The exercise calls for a faithful copy of all the data.

___ Source information ___

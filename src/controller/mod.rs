//! Per-request controllers.
//!
//! A controller type is registered once at start-up with
//! [`create_controller_type`] and frozen with [`ControllerBuilder::build`].
//! Each inbound request then gets a brand-new [`Controller`] instance from the
//! type's [`Route`] adapter: the instance is bound to the request/response
//! pair, runs the before-filters, the action and the after-filters, and is
//! dropped. Nothing on an instance outlives its request.
//!
//! # Example
//!
//! ```
//! use soli_controller::controller::{create_controller_type, Outcome};
//! use soli_controller::transport::{Request, Response};
//!
//! let posts = create_controller_type("posts")
//!     .action("index", |c| c.send("<ul></ul>"))
//!     .build();
//!
//! let route = posts.route("index").unwrap();
//! let mut req = Request::new("GET", "/posts");
//! let mut res = Response::new();
//! let outcome = route.call(&mut req, &mut res, |err| panic!("{}", err));
//! assert_eq!(outcome, Outcome::Completed);
//! assert_eq!(res.body_text(), "<ul></ul>");
//! ```

pub mod context;
pub mod dispatch;
pub mod extensions;
pub mod registry;

use std::fmt;
use std::sync::Arc;

use serde_json::Value as JsonValue;
use tracing::warn;

pub use context::Context;
pub use dispatch::{Outcome, Phase};
pub use extensions::{extensions_snapshot, register_extension, ExtensionFn, ExtensionTable};
pub use registry::{
    create_controller_type, lookup_controller, register_controller, route_to, ActionBody,
    ActionFn, ControllerBuilder, ControllerRegistry, ControllerType, Filter, Route, RouteHandler,
    CONTROLLER_REGISTRY,
};

use crate::error::{ContextError, ControllerError};
use crate::session::Session;
use crate::transport::{Params, Request, Response};
use dispatch::Signal;

/// Template rendering collaborator used by `render`.
pub trait Renderer: Send + Sync {
    fn render(&self, template: &str, locals: &Params) -> Result<String, String>;
}

/// One controller instance, living for exactly one request.
pub struct Controller<'a> {
    controller_type: Arc<ControllerType>,
    context: Context<'a>,
    extensions: Arc<ExtensionTable>,
    /// Values assigned by the action, handed to the renderer.
    pub locals: Params,
    signal: Option<Signal>,
}

impl<'a> Controller<'a> {
    /// Allocate an unbound instance of `controller_type`.
    pub fn new(controller_type: Arc<ControllerType>) -> Self {
        Self {
            controller_type,
            context: Context::new(),
            extensions: extensions_snapshot(),
            locals: Params::new(),
            signal: None,
        }
    }

    pub fn bind(
        &mut self,
        request: &'a mut Request,
        response: &'a mut Response,
        action_name: Option<&str>,
    ) {
        self.context.bind(request, response, action_name);
    }

    pub fn controller_name(&self) -> &str {
        self.controller_type.name()
    }

    pub fn controller_type(&self) -> &Arc<ControllerType> {
        &self.controller_type
    }

    pub fn context(&self) -> &Context<'a> {
        &self.context
    }

    pub fn request(&self) -> Result<&Request, ContextError> {
        self.context.request()
    }

    pub fn request_mut(&mut self) -> Result<&mut Request, ContextError> {
        self.context.request_mut()
    }

    pub fn response(&self) -> Result<&Response, ContextError> {
        self.context.response()
    }

    pub fn response_mut(&mut self) -> Result<&mut Response, ContextError> {
        self.context.response_mut()
    }

    pub fn action_name(&self) -> Result<Option<&str>, ContextError> {
        self.context.action_name()
    }

    pub fn params(&self) -> Result<&Params, ContextError> {
        self.context.params()
    }

    pub fn body(&self) -> Result<&Params, ContextError> {
        self.context.body()
    }

    pub fn session(&self) -> Result<Option<&Session>, ContextError> {
        self.context.session()
    }

    pub fn session_mut(&mut self) -> Result<Option<&mut Session>, ContextError> {
        self.context.session_mut()
    }

    /// The extension snapshot taken when this instance was allocated.
    pub fn extensions(&self) -> &ExtensionTable {
        &self.extensions
    }

    pub fn call_extension(
        &mut self,
        name: &str,
        args: &[JsonValue],
    ) -> Result<JsonValue, ControllerError> {
        let extension = self
            .extensions
            .get(name)
            .cloned()
            .ok_or_else(|| ControllerError::UnknownExtension(name.to_string()))?;
        extension(self, args)
    }

    /// Advance the dispatch chain to its next step.
    pub fn next(&mut self) {
        self.proceed(None);
    }

    /// Abandon the chain and hand `err` to the outer failure continuation.
    pub fn fail(&mut self, err: ControllerError) {
        self.proceed(Some(err));
    }

    /// The single advancement primitive.
    ///
    /// Each dispatch step may advance at most once. A second call within the
    /// same step is a bug in the caller; it is logged and ignored.
    pub fn proceed(&mut self, err: Option<ControllerError>) {
        if let Some(previous) = &self.signal {
            warn!(
                controller = %self.controller_type.name(),
                previous = ?previous,
                "dispatch step advanced more than once; ignoring"
            );
            return;
        }
        self.signal = Some(match err {
            Some(err) => Signal::Fail(err),
            None => Signal::Proceed,
        });
    }

    pub(crate) fn set_in_action(&mut self, in_action: bool) {
        if let Ok(req) = self.context.request_mut() {
            req.scratch.in_action = in_action;
        }
    }
}

impl fmt::Display for Controller<'_> {
    fn fmt(&self, f: &mut fmt::Formatter<'_>) -> fmt::Result {
        write!(f, "{}", self.controller_type)
    }
}

impl fmt::Debug for Controller<'_> {
    fn fmt(&self, f: &mut fmt::Formatter<'_>) -> fmt::Result {
        f.debug_struct("Controller")
            .field("controller", &self.controller_type.name())
            .field("bound", &self.context.is_bound())
            .field("locals", &self.locals)
            .finish()
    }
}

___

Response area ::
filename src/controller/mod.rs
//! Per-request controllers.
//!
//! A controller type is registered once at start-up with
//! [`create_controller_type`] and frozen with [`ControllerBuilder::build`].
//! Each inbound request then gets a brand-new [`Controller`] instance from the
//! type's [`Route`] adapter: the instance is bound to the request/response
//! pair, runs the before-filters, the action and the after-filters, and is
//! dropped. Nothing on an instance outlives its request.
//!
//! # Example
//!
//! ```
//! use soli_controller::controller::{create_controller_type, Outcome};
//! use soli_controller::transport::{Request, Response};
//!
//! let posts = create_controller_type("posts")
//!     .action("index", |c| c.send("<ul></ul>"))
//!     .build();
//!
//! let route = posts.route("index").unwrap();
//! let mut req = Request::new("GET", "/posts");
//! let mut res = Response::new();
//! let outcome = route.call(&mut req, &mut res, |err| panic!("{}", err));
//! assert_eq!(outcome, Outcome::Completed);
//! assert_eq!(res.body_text(), "<ul></ul>");
//! ```

pub mod context;
pub mod dispatch;
pub mod extensions;
pub mod registry;

use std::fmt;
use std::sync::Arc;

use serde_json::Value as JsonValue;
use tracing::warn;

pub use context::Context;
pub use dispatch::{Outcome, Phase};
pub use extensions::{extensions_snapshot, register_extension, ExtensionFn, ExtensionTable};
pub use registry::{
    create_controller_type, lookup_controller, register_controller, route_to, ActionBody,
    ActionFn, ControllerBuilder, ControllerRegistry, ControllerType, Filter, Route, RouteHandler,
    CONTROLLER_REGISTRY,
};

use crate::error::{ContextError, ControllerError};
use crate::session::Session;
use crate::transport::{Params, Request, Response};
use dispatch::Signal;

/// Template rendering collaborator used by `render`.
pub trait Renderer: Send + Sync {
    fn render(&self, template: &str, locals: &Params) -> Result<String, String>;
}

/// One controller instance, living for exactly one request.
pub struct Controller<'a> {
    controller_type: Arc<ControllerType>,
    context: Context<'a>,
    extensions: Arc<ExtensionTable>,
    /// Values assigned by the action, handed to the renderer.
    pub locals: Params,
    signal: Option<Signal>,
}

impl<'a> Controller<'a> {
    /// Allocate an unbound instance of `controller_type`.
    pub fn new(controller_type: Arc<ControllerType>) -> Self {
        Self {
            controller_type,
            context: Context::new(),
            extensions: extensions_snapshot(),
            locals: Params::new(),
            signal: None,
        }
    }

    pub fn bind(
        &mut self,
        request: &'a mut Request,
        response: &'a mut Response,
        action_name: Option<&str>,
    ) {
        self.context.bind(request, response, action_name);
    }

    pub fn controller_name(&self) -> &str {
        self.controller_type.name()
    }

    pub fn controller_type(&self) -> &Arc<ControllerType> {
        &self.controller_type
    }

    pub fn context(&self) -> &Context<'a> {
        &self.context
    }

    pub fn request(&self) -> Result<&Request, ContextError> {
        self.context.request()
    }

    pub fn request_mut(&mut self) -> Result<&mut Request, ContextError> {
        self.context.request_mut()
    }

    pub fn response(&self) -> Result<&Response, ContextError> {
        self.context.response()
    }

    pub fn response_mut(&mut self) -> Result<&mut Response, ContextError> {
        self.context.response_mut()
    }

    pub fn action_name(&self) -> Result<Option<&str>, ContextError> {
        self.context.action_name()
    }

    pub fn params(&self) -> Result<&Params, ContextError> {
        self.context.params()
    }

    pub fn body(&self) -> Result<&Params, ContextError> {
        self.context.body()
    }

    pub fn session(&self) -> Result<Option<&Session>, ContextError> {
        self.context.session()
    }

    pub fn session_mut(&mut self) -> Result<Option<&mut Session>, ContextError> {
        self.context.session_mut()
    }

    /// The extension snapshot taken when this instance was allocated.
    pub fn extensions(&self) -> &ExtensionTable {
        &self.extensions
    }

    pub fn call_extension(
        &mut self,
        name: &str,
        args: &[JsonValue],
    ) -> Result<JsonValue, ControllerError> {
        let extension = self
            .extensions
            .get(name)
            .cloned()
            .ok_or_else(|| ControllerError::UnknownExtension(name.to_string()))?;
        extension(self, args)
    }

    /// Advance the dispatch chain to its next step.
    pub fn next(&mut self) {
        self.proceed(None);
    }

    /// Abandon the chain and hand `err` to the outer failure continuation.
    pub fn fail(&mut self, err: ControllerError) {
        self.proceed(Some(err));
    }

    /// The single advancement primitive.
    ///
    /// Each dispatch step may advance at most once. A second call within the
    /// same step is a bug in the caller; it is logged and ignored.
    pub fn proceed(&mut self, err: Option<ControllerError>) {
        if let Some(previous) = &self.signal {
            warn!(
                controller = %self.controller_type.name(),
                previous = ?previous,
                "dispatch step advanced more than once; ignoring"
            );
            return;
        }
        self.signal = Some(match err {
            Some(err) => Signal::Fail(err),
            None => Signal::Proceed,
        });
    }

    pub(crate) fn set_in_action(&mut self, in_action: bool) {
        if let Ok(req) = self.context.request_mut() {
            req.scratch.in_action = in_action;
        }
    }
}

impl fmt::Display for Controller<'_> {
    fn fmt(&self, f: &mut fmt::Formatter<'_>) -> fmt::Result {
        write!(f, "{}", self.controller_type)
    }
}

impl fmt::Debug for Controller<'_> {
    fn fmt(&self, f: &mut fmt::Formatter<'_>) -> fmt::Result {
        f.debug_struct("Controller")
            .field("controller", &self.controller_type.name())
            .field("bound", &self.context.is_bound())
            .field("locals", &self.locals)
            .finish()
    }
}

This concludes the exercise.